An artificial port, breakwaters, piers,
All made in England, towed to France's door,
And sunk in place, so ships could dock in tiers
And land their cargo right on Europe's shore.

Down the channel sailed a bridge of ships,
With men and cannons, trucks and jeeps and tanks,
Machine guns, pistols, rifles, loaded clips,
And ev'rything to arm and feed the Yanks.

All brought by merchant ships and tugs and crews,
Without which the Allies were sure to lose.

A hundred eighty thousand; many went
Into the far Pacific and its isles,
To often-hostile beach with armament
And food and gas and medics' goods in piles.

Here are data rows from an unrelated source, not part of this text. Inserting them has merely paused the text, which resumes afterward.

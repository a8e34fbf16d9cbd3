// Copyright (c) 2025 Steven Rosenthal smr@dt3.org
// See LICENSE file in root directory for license terms.

use std::fmt;

use crate::pixel_stat::{PixelStat, BLUE, GREEN, NUM_BINS, RED};

/// A statistic that can be rendered from a finalized [PixelStat].
#[derive(Copy, Clone, Debug, PartialEq, Eq, Hash)]
pub enum Selector {
    /// Arithmetic mean.
    Avg,
    /// Geometric mean.
    GeoAvg,
    Min,
    Max,
    /// Max minus min.
    Diff,
    /// Fraction of samples in histogram bucket k, scaled to full range.
    /// A k outside 0..NUM_BINS renders black.
    Bin(usize),
}

impl Selector {
    /// The statistics written when no histogram bins are requested.
    pub const STANDARD: [Selector; 5] = [Selector::Avg, Selector::GeoAvg,
                                         Selector::Min, Selector::Max,
                                         Selector::Diff];

    /// Returns `Bin(k)`, or None if `k` is not a bucket index.
    pub fn bin(k: usize) -> Option<Selector> {
        if k < NUM_BINS { Some(Selector::Bin(k)) } else { None }
    }

    /// All histogram bin selectors in bucket order.
    pub fn all_bins() -> impl Iterator<Item = Selector> {
        (0..NUM_BINS).filter_map(Selector::bin)
    }

    /// Suffix used in output file names.
    pub fn name(&self) -> String {
        match self {
            Selector::Avg => "avg".to_string(),
            Selector::GeoAvg => "geoavg".to_string(),
            Selector::Min => "min".to_string(),
            Selector::Max => "max".to_string(),
            Selector::Diff => "diff".to_string(),
            Selector::Bin(k) => format!("bin{:02}", k),
        }
    }

    /// Maps a finalized accumulator to an output color at the given bit
    /// depth's scale. Positions that never received a sample are black.
    pub fn select(&self, stat: &PixelStat, bit_depth: u32) -> [f64; 3] {
        if stat.sample_count == 0 {
            return [0.0; 3];
        }
        match *self {
            Selector::Avg => stat.sum,
            Selector::GeoAvg => stat.log_sum,
            Selector::Min => stat.min,
            Selector::Max => stat.max,
            Selector::Diff => [stat.max[RED] - stat.min[RED],
                               stat.max[GREEN] - stat.min[GREEN],
                               stat.max[BLUE] - stat.min[BLUE]],
            Selector::Bin(k) => {
                if k >= NUM_BINS {
                    return [0.0; 3];
                }
                let full_scale = ((1_u64 << bit_depth) - 1) as f64;
                let count = stat.sample_count as f64;
                [full_scale * stat.hist[RED][k] as f64 / count,
                 full_scale * stat.hist[GREEN][k] as f64 / count,
                 full_scale * stat.hist[BLUE][k] as f64 / count]
            },
        }
    }
}

impl fmt::Display for Selector {
    fn fmt(&self, f: &mut fmt::Formatter<'_>) -> fmt::Result {
        f.write_str(&self.name())
    }
}

// mod tests.
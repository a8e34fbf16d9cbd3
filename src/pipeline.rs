// Copyright (c) 2025 Steven Rosenthal smr@dt3.org
// See LICENSE file in root directory for license terms.

use std::ffi::OsString;
use std::path::{Path, PathBuf};
use std::time::Instant;

use log::{debug, info, warn};

use crate::error::{Error, Result};
use crate::image_funcs::{decode_frame, save_frame};
use crate::input::WeightedInput;
use crate::selector::Selector;
use crate::stack::StackAccumulator;

/// Which statistics a run writes.
#[derive(Copy, Clone, Debug, Default, PartialEq, Eq)]
pub enum OutputMode {
    /// avg, geoavg, min, max and diff, each to `<output>-<name>.png`.
    #[default]
    Standard,
    /// Standard outputs plus the 16 histogram bin images.
    WithBins,
    /// Only the geometric mean, written to `<output>` itself.
    GeometricOnly,
    /// Only the arithmetic mean, written to `<output>` itself.
    MeanOnly,
}

#[derive(Clone, Debug)]
pub struct PipelineOptions {
    pub mode: OutputMode,

    /// File name prefix, or the output file for the single-image modes.
    pub output: PathBuf,

    /// The first input is the reference image; it fixes the output
    /// dimensions and bit depth.
    pub inputs: Vec<WeightedInput>,
}

/// Outcome of a successful run.
#[derive(Debug)]
pub struct RunSummary {
    pub accepted_count: u32,
    pub skipped_count: u32,
    pub total_weight: f64,
    pub written: Vec<PathBuf>,
}

/// Lists each statistic to render with the path it is written to.
pub fn plan_outputs(mode: OutputMode, output: &Path) -> Vec<(Selector, PathBuf)> {
    let named = |selector: Selector| {
        let mut name = OsString::from(output.as_os_str());
        name.push(format!("-{}.png", selector.name()));
        (selector, PathBuf::from(name))
    };
    match mode {
        OutputMode::Standard => Selector::STANDARD.into_iter().map(named).collect(),
        OutputMode::WithBins => Selector::STANDARD.into_iter()
            .chain(Selector::all_bins())
            .map(named)
            .collect(),
        OutputMode::GeometricOnly => vec![(Selector::GeoAvg, output.to_path_buf())],
        OutputMode::MeanOnly => vec![(Selector::Avg, output.to_path_buf())],
    }
}

/// Decodes every input, accumulates the frames, finalizes and writes the
/// requested statistics. Decode and encode failures abort the run; outputs
/// written before the failure are left in place. Inputs whose dimensions
/// differ from the reference are skipped with a warning.
pub fn run(options: &PipelineOptions) -> Result<RunSummary> {
    let run_start = Instant::now();
    let Some(first) = options.inputs.first() else {
        return Err(Error::NoInputs);
    };

    info!("Reading reference {}", first.path.display());
    let reference = decode_frame(&first.path)?;
    let mut acc = StackAccumulator::for_reference(&reference);
    let (width, height) = acc.dimensions();
    info!("Output: {} ({}x{}, {} bit)",
          options.output.display(), width, height, acc.depth());

    // The reference is also the first input; it is decoded only once.
    let mut reference = Some(reference);
    for input in &options.inputs {
        let frame = match reference.take() {
            Some(frame) => frame,
            None => {
                info!("Reading {}", input.path.display());
                decode_frame(&input.path)?
            },
        };
        let frame = if frame.depth() != acc.depth() {
            debug!("Converting {} from {} to {} bit",
                   input.path.display(), frame.depth(), acc.depth());
            frame.to_depth(acc.depth())
        } else {
            frame
        };
        match acc.accumulate(input.weight, &frame) {
            Ok(()) => (),
            Err(e) if e.is_recoverable() => {
                warn!("Ignoring {}: {}", input.path.display(), e);
            },
            Err(e) => return Err(e),
        }
    }

    let accepted_count = acc.accepted_count();
    let skipped_count = acc.skipped_count();
    let total_weight = acc.total_weight();
    info!("Computing statistics over {} images ({} skipped), total weight {}",
          accepted_count, skipped_count, total_weight);
    let finalized = acc.finalize();

    let mut written = Vec::new();
    for (selector, path) in plan_outputs(options.mode, &options.output) {
        let frame = finalized.render(selector);
        save_frame(&frame, &path)?;
        info!("Saved {} to {}", selector, path.display());
        written.push(path);
    }
    info!("Wrote {} images in {:?}", written.len(), run_start.elapsed());
    Ok(RunSummary{accepted_count, skipped_count, total_weight, written})
}

// mod tests.
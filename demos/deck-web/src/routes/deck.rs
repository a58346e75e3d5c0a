use std::sync::Arc;

use axum::extract::{Path, State};
use axum::response::{Json, Redirect};
use serde_json::{json, Value};
use tracing::info;
use ygodeck_sdk::AddOutcome;

use crate::error::AppError;
use crate::state::AppState;

const DECK_PATH: &str = "/api/deck";

/// GET /api/deck
pub async fn get_deck(State(state): State<Arc<AppState>>) -> Json<Value> {
    let deck = state.sdk.sdk().deck();
    let count = deck.len();
    Json(json!({ "data": deck, "count": count }))
}

/// GET /api/deck/add/:id
///
/// Add one copy of a card from the current catalog, then redirect to the
/// deck. A card already at the copy limit is left as is.
pub async fn add_card(
    State(state): State<Arc<AppState>>,
    Path(id): Path<String>,
) -> Result<Redirect, AppError> {
    match state.sdk.sdk().add_to_deck(&id)? {
        AddOutcome::Added { count } => info!(card_id = %id, count, "added to deck"),
        AddOutcome::LimitReached => info!(card_id = %id, "deck copy limit reached"),
    }
    Ok(Redirect::to(DECK_PATH))
}

/// GET /api/deck/remove/:id
pub async fn remove_card(
    State(state): State<Arc<AppState>>,
    Path(id): Path<String>,
) -> Result<Redirect, AppError> {
    if !state.sdk.sdk().remove_from_deck(&id)? {
        info!(card_id = %id, "card not in deck");
    }
    Ok(Redirect::to(DECK_PATH))
}
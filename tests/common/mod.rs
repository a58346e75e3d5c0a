//! Shared test fixtures for the ygodeck SDK integration tests.
//!
//! Provides sample cards, a scripted in-memory `CatalogSource`, and a
//! one-shot local HTTP responder for exercising the real `CatalogClient`.

#![allow(dead_code)]

use std::io::{Read, Write};
use std::net::TcpListener;
use std::sync::atomic::{AtomicBool, AtomicUsize, Ordering};
use std::sync::Arc;
use std::thread::{self, JoinHandle};
use std::time::Duration;

use ygodeck_sdk::{Card, CatalogSnapshot, CatalogSource, FilterSpec, Result, YgoError};

/// A minimal monster card.
pub fn card(id: u64, name: &str) -> Card {
    serde_json::from_value(serde_json::json!({
        "id": id,
        "name": name,
        "type": "Normal Monster",
        "frameType": "normal",
        "desc": format!("{name} test card."),
        "atk": 1000,
        "def": 1000,
        "level": 4,
        "race": "Warrior",
        "attribute": "EARTH"
    }))
    .unwrap()
}

/// `n` distinct cards with identifiers `1..=n`.
pub fn sample_cards(n: u64) -> Vec<Card> {
    (1..=n).map(|i| card(i, &format!("Card {i}"))).collect()
}

pub fn ids(cards: &[Card]) -> Vec<u64> {
    cards.iter().map(|c| c.id).collect()
}

// ---------------------------------------------------------------------------
// FakeSource
// ---------------------------------------------------------------------------

/// In-memory catalog that answers filters the way the API does, closely
/// enough for the tests. Clones share state, so a test can flip `fail`
/// after handing a clone to the SDK.
#[derive(Clone)]
pub struct FakeSource {
    cards: Arc<Vec<Card>>,
    fail: Arc<AtomicBool>,
    calls: Arc<AtomicUsize>,
}

impl FakeSource {
    pub fn new(cards: Vec<Card>) -> Self {
        Self {
            cards: Arc::new(cards),
            fail: Arc::new(AtomicBool::new(false)),
            calls: Arc::new(AtomicUsize::new(0)),
        }
    }

    pub fn set_failing(&self, fail: bool) {
        self.fail.store(fail, Ordering::SeqCst);
    }

    pub fn calls(&self) -> usize {
        self.calls.load(Ordering::SeqCst)
    }
}

impl CatalogSource for FakeSource {
    fn fetch(&self, filter: &FilterSpec) -> Result<CatalogSnapshot> {
        self.calls.fetch_add(1, Ordering::SeqCst);
        if self.fail.load(Ordering::SeqCst) {
            return Err(YgoError::FetchFailed("upstream unavailable".into()));
        }
        let cards: Vec<Card> = match filter {
            FilterSpec::All => self.cards.to_vec(),
            FilterSpec::ById { id } => self
                .cards
                .iter()
                .filter(|c| c.id.to_string() == *id)
                .cloned()
                .collect(),
            FilterSpec::ByQuery { query } => {
                let q = query.to_lowercase();
                self.cards
                    .iter()
                    .filter(|c| c.name.to_lowercase().contains(&q))
                    .cloned()
                    .collect()
            }
            FilterSpec::ByFilters { categories, .. } => self
                .cards
                .iter()
                .filter(|c| categories.is_empty() || categories.contains(&c.type_field))
                .cloned()
                .collect(),
        };
        Ok(CatalogSnapshot::new(filter.clone(), cards))
    }
}

// ---------------------------------------------------------------------------
// One-shot HTTP responder
// ---------------------------------------------------------------------------

/// Serve a single HTTP response on a local port.
///
/// Returns the base URL and a handle yielding the request line the client
/// sent. `delay` is slept before answering.
pub fn serve_once(status: &str, body: &str, delay: Duration) -> (String, JoinHandle<String>) {
    let listener = TcpListener::bind("127.0.0.1:0").unwrap();
    let addr = listener.local_addr().unwrap();
    let response = format!(
        "HTTP/1.1 {status}\r\nContent-Type: application/json\r\nContent-Length: {}\r\nConnection: close\r\n\r\n{body}",
        body.len()
    );

    let handle = thread::spawn(move || {
        let (mut stream, _) = listener.accept().unwrap();
        let mut request = Vec::new();
        let mut buf = [0u8; 1024];
        while !request.windows(4).any(|w| w == b"\r\n\r\n") {
            let n = stream.read(&mut buf).unwrap();
            if n == 0 {
                break;
            }
            request.extend_from_slice(&buf[..n]);
        }
        thread::sleep(delay);
        // The client may have given up already.
        let _ = stream.write_all(response.as_bytes());
        let text = String::from_utf8_lossy(&request).to_string();
        text.lines().next().unwrap_or_default().to_string()
    });

    (format!("http://{addr}"), handle)
}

A Liberty moored to a rickety pontoon pier
Discharges, using its winch and cargo booms
On drums of gas, assorted crates--we hear
A plane! Guns manned; a friend. The work resumes.

Sometimes the guns of merchant ships were all
The antiaircraft weapons at the beach.
Each shell-burst formed a threat'ning smoky pall;
and some shots blew up planes that they could reach.

Then Kamikazes: some of them were killed,
Their sacred mission ever unfulfilled.

The war was won in nineteen forty-five,
And then began the troops' repatriation.
The homeward-bound in merchant ships arrive,
To great parades and gen'ral celebration.

GIs came home to preference in hiring,
Home-purchase mortgage guarantees, and yet--
The GI Bill of Rights their zeal inspiring--
A college education free of debt.

The Army and its Air Force were included,
The Navy and the Coast Guard and Marines,
But the merchant seaman was excluded:
The one that fueled and fed their war machines.

He offered his life to his country each time that he sailed.
To thank him his country and congress and government failed.

Two shipmates who were prisoners of war,
Slave-labor at notorious River Kwai,
Protested their exclusion from the corps
Of veterans. They're rebuffed at ev'ry try.

Forty-two years later, joined by friends,
They took the case to U.S. District Court,
Where the string of slights abruptly ends
With a solid finding of support.

Vets at last, when half their mates have died,
Old men, too late for college, housing loans.
Forty years late, being vets brings a surging of pride--
And a veteran's marker to label the site of their bones.

Of all branches they died in the war at the paramount rate,
And got grudging acknowledgement, finally, forty years late.